Dataset entries:
╭──
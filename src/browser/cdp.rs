//! DevTools wire protocol over one browser-level WebSocket.
//!
//! Page sessions share the socket through flattened `sessionId` routing.
//! A background task reads the socket: replies go to whoever is waiting on
//! their id, everything else lands in the event queue the page drains.

use std::collections::HashMap;
use std::sync::atomic::{AtomicU64, Ordering};
use std::sync::Arc;
use std::time::Duration;

use futures::stream::{SplitSink, SplitStream};
use futures::{SinkExt, StreamExt};
use serde::Deserialize;
use serde_json::Value;
use tokio::net::TcpStream;
use tokio::sync::{mpsc, oneshot, Mutex};
use tokio::task::JoinHandle;
use tokio_tungstenite::tungstenite::Message;
use tokio_tungstenite::{MaybeTlsStream, WebSocketStream};
use tracing::{debug, trace, warn};

use super::error::BrowserError;

type Socket = WebSocketStream<MaybeTlsStream<TcpStream>>;
type Reply = Result<Value, ProtocolFault>;
type Waiters = Arc<Mutex<HashMap<u64, oneshot::Sender<Reply>>>>;

/// Something the browser reported on its own (load fired, download
/// progress, ...).
#[derive(Debug, Clone)]
pub struct CdpEvent {
    pub method: String,
    pub params: Value,
    /// `None` for browser-level events such as downloads.
    pub session_id: Option<String>,
}

/// The `error` member of a failed reply.
#[derive(Debug, Clone, PartialEq, Deserialize)]
struct ProtocolFault {
    code: i64,
    message: String,
    data: Option<String>,
}

/// Any frame the socket delivers, before it is routed.
#[derive(Debug, Deserialize)]
struct Inbound {
    id: Option<u64>,
    method: Option<String>,
    #[serde(default)]
    params: Value,
    result: Option<Value>,
    error: Option<ProtocolFault>,
    #[serde(rename = "sessionId")]
    session_id: Option<String>,
}

#[derive(Debug)]
enum Routed {
    Reply(u64, Reply),
    Event(CdpEvent),
}

impl Inbound {
    fn route(self) -> Option<Routed> {
        match (self.id, self.method) {
            (Some(id), _) => {
                let reply = match self.error {
                    Some(fault) => Err(fault),
                    None => Ok(self.result.unwrap_or(Value::Null)),
                };
                Some(Routed::Reply(id, reply))
            }
            (None, Some(method)) => Some(Routed::Event(CdpEvent {
                method,
                params: self.params,
                session_id: self.session_id,
            })),
            (None, None) => None,
        }
    }
}

fn decode(text: &str) -> Option<Routed> {
    match serde_json::from_str::<Inbound>(text) {
        Ok(inbound) => inbound.route(),
        Err(e) => {
            warn!(error = %e, "Unreadable DevTools frame");
            None
        }
    }
}

fn encode(id: u64, session_id: Option<&str>, method: &str, params: Value) -> String {
    let mut frame = serde_json::json!({ "id": id, "method": method, "params": params });
    if let Some(session) = session_id {
        frame["sessionId"] = Value::from(session);
    }
    frame.to_string()
}

// ---------------------------------------------------------------------------
// Client
// ---------------------------------------------------------------------------

pub struct CdpClient {
    ids: AtomicU64,
    waiters: Waiters,
    sink: Mutex<SplitSink<Socket, Message>>,
    events: mpsc::UnboundedReceiver<CdpEvent>,
    reader: JoinHandle<()>,
}

impl CdpClient {
    /// Open the socket at the browser's `webSocketDebuggerUrl`.
    pub async fn connect(ws_url: &str) -> Result<Self, BrowserError> {
        debug!(url = ws_url, "Connecting to DevTools");
        let (socket, _) = tokio_tungstenite::connect_async(ws_url)
            .await
            .map_err(|e| BrowserError::ConnectionFailed {
                url: ws_url.to_string(),
                reason: e.to_string(),
            })?;

        let (sink, stream) = socket.split();
        let waiters: Waiters = Arc::default();
        let (event_tx, events) = mpsc::unbounded_channel();
        let reader = tokio::spawn(pump(stream, Arc::clone(&waiters), event_tx));

        Ok(Self {
            ids: AtomicU64::new(1),
            waiters,
            sink: Mutex::new(sink),
            events,
            reader,
        })
    }

    /// Send `method` (to a page session when `session_id` is set) and wait
    /// up to `timeout` for its reply.
    pub async fn call(
        &self,
        session_id: Option<&str>,
        method: &str,
        params: Value,
        timeout: Duration,
    ) -> Result<Value, BrowserError> {
        let id = self.ids.fetch_add(1, Ordering::Relaxed);
        let (tx, rx) = oneshot::channel();
        // Registered first: the reply can arrive before `send` returns.
        self.waiters.lock().await.insert(id, tx);

        trace!(id, method, "DevTools command");
        let frame = encode(id, session_id, method, params);
        if let Err(e) = self.sink.lock().await.send(Message::Text(frame.into())).await {
            self.waiters.lock().await.remove(&id);
            return Err(BrowserError::Protocol {
                detail: format!("could not send {method}: {e}"),
            });
        }

        let reply = match tokio::time::timeout(timeout, rx).await {
            Ok(Ok(reply)) => reply,
            Ok(Err(_)) => {
                return Err(BrowserError::Protocol {
                    detail: format!("socket closed before {method} was answered"),
                })
            }
            Err(_) => {
                self.waiters.lock().await.remove(&id);
                return Err(BrowserError::CommandTimeout {
                    method: method.to_string(),
                    duration: timeout,
                });
            }
        };

        reply.map_err(|fault| BrowserError::CdpError {
            code: fault.code,
            message: fault.message,
            data: fault.data,
        })
    }

    /// Next queued event; `None` once the socket is gone.
    pub async fn recv_event(&mut self) -> Option<CdpEvent> {
        self.events.recv().await
    }

    /// Drop every queued event. Returns how many were dropped.
    pub fn drain_events(&mut self) -> usize {
        let mut dropped = 0;
        while self.events.try_recv().is_ok() {
            dropped += 1;
        }
        dropped
    }
}

impl Drop for CdpClient {
    fn drop(&mut self) {
        self.reader.abort();
    }
}

/// Read the socket until it closes, routing every frame.
async fn pump(
    mut stream: SplitStream<Socket>,
    waiters: Waiters,
    events: mpsc::UnboundedSender<CdpEvent>,
) {
    while let Some(frame) = stream.next().await {
        let routed = match frame {
            Ok(Message::Text(text)) => decode(text.as_str()),
            Ok(Message::Binary(bytes)) => std::str::from_utf8(&bytes).ok().and_then(decode),
            Ok(Message::Close(_)) => {
                debug!("DevTools closed the socket");
                break;
            }
            Ok(_) => continue,
            Err(e) => {
                warn!(error = %e, "DevTools socket read failed");
                break;
            }
        };
        match routed {
            Some(Routed::Reply(id, reply)) => {
                if let Some(waiter) = waiters.lock().await.remove(&id) {
                    let _ = waiter.send(reply);
                }
            }
            Some(Routed::Event(event)) => {
                let _ = events.send(event);
            }
            None => {}
        }
    }
    // Dropping the senders wakes every pending call with a closed channel.
    waiters.lock().await.clear();
}

#[cfg(test)]
mod tests {
    use super::*;

    #[test]
    fn test_encode_page_command() {
        let frame: Value = serde_json::from_str(&encode(
            7,
            Some("SESSION-1"),
            "Runtime.evaluate",
            serde_json::json!({ "expression": "document.readyState" }),
        ))
        .unwrap();
        assert_eq!(frame["id"], 7);
        assert_eq!(frame["method"], "Runtime.evaluate");
        assert_eq!(frame["sessionId"], "SESSION-1");
        assert_eq!(frame["params"]["expression"], "document.readyState");
    }

    #[test]
    fn test_encode_browser_command() {
        let frame: Value =
            serde_json::from_str(&encode(1, None, "Target.getTargets", serde_json::json!({})))
                .unwrap();
        assert!(frame.get("sessionId").is_none());
    }

    #[test]
    fn test_decode_reply() {
        match decode(r#"{"id":3,"result":{"frameId":"F1"},"sessionId":"S"}"#) {
            Some(Routed::Reply(3, Ok(result))) => assert_eq!(result["frameId"], "F1"),
            other => panic!("unexpected {other:?}"),
        }
        // Commands with an empty answer still resolve.
        assert!(matches!(
            decode(r#"{"id":4}"#),
            Some(Routed::Reply(4, Ok(Value::Null)))
        ));
    }

    #[test]
    fn test_decode_fault() {
        match decode(r#"{"id":2,"error":{"code":-32602,"message":"Invalid params"}}"#) {
            Some(Routed::Reply(2, Err(fault))) => {
                assert_eq!(fault.code, -32602);
                assert_eq!(fault.message, "Invalid params");
                assert!(fault.data.is_none());
            }
            other => panic!("unexpected {other:?}"),
        }
    }

    #[test]
    fn test_decode_events() {
        match decode(r#"{"method":"Page.loadEventFired","params":{"timestamp":1.5},"sessionId":"ABC"}"#)
        {
            Some(Routed::Event(event)) => {
                assert_eq!(event.method, "Page.loadEventFired");
                assert_eq!(event.session_id.as_deref(), Some("ABC"));
            }
            other => panic!("unexpected {other:?}"),
        }
        match decode(r#"{"method":"Browser.downloadProgress","params":{"guid":"g1","state":"completed"}}"#)
        {
            Some(Routed::Event(event)) => {
                assert!(event.session_id.is_none());
                assert_eq!(event.params["state"], "completed");
            }
            other => panic!("unexpected {other:?}"),
        }
    }

    #[test]
    fn test_decode_ignores_junk() {
        assert!(decode("not json").is_none());
        assert!(decode(r#"{"params":{}}"#).is_none());
    }
}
╰──
- Assignment -
Transcribe, exactly and without additions, the lines of the records above, beginning with the line that contains "use serde_json::Value;" and ending with the line that contains "use super::error::BrowserError;", both included.

- Response area -
use serde_json::Value;
use tokio::net::TcpStream;
use tokio::sync::{mpsc, oneshot, Mutex};
use tokio::task::JoinHandle;
use tokio_tungstenite::tungstenite::Message;
use tokio_tungstenite::{MaybeTlsStream, WebSocketStream};
use tracing::{debug, trace, warn};

use super::error::BrowserError;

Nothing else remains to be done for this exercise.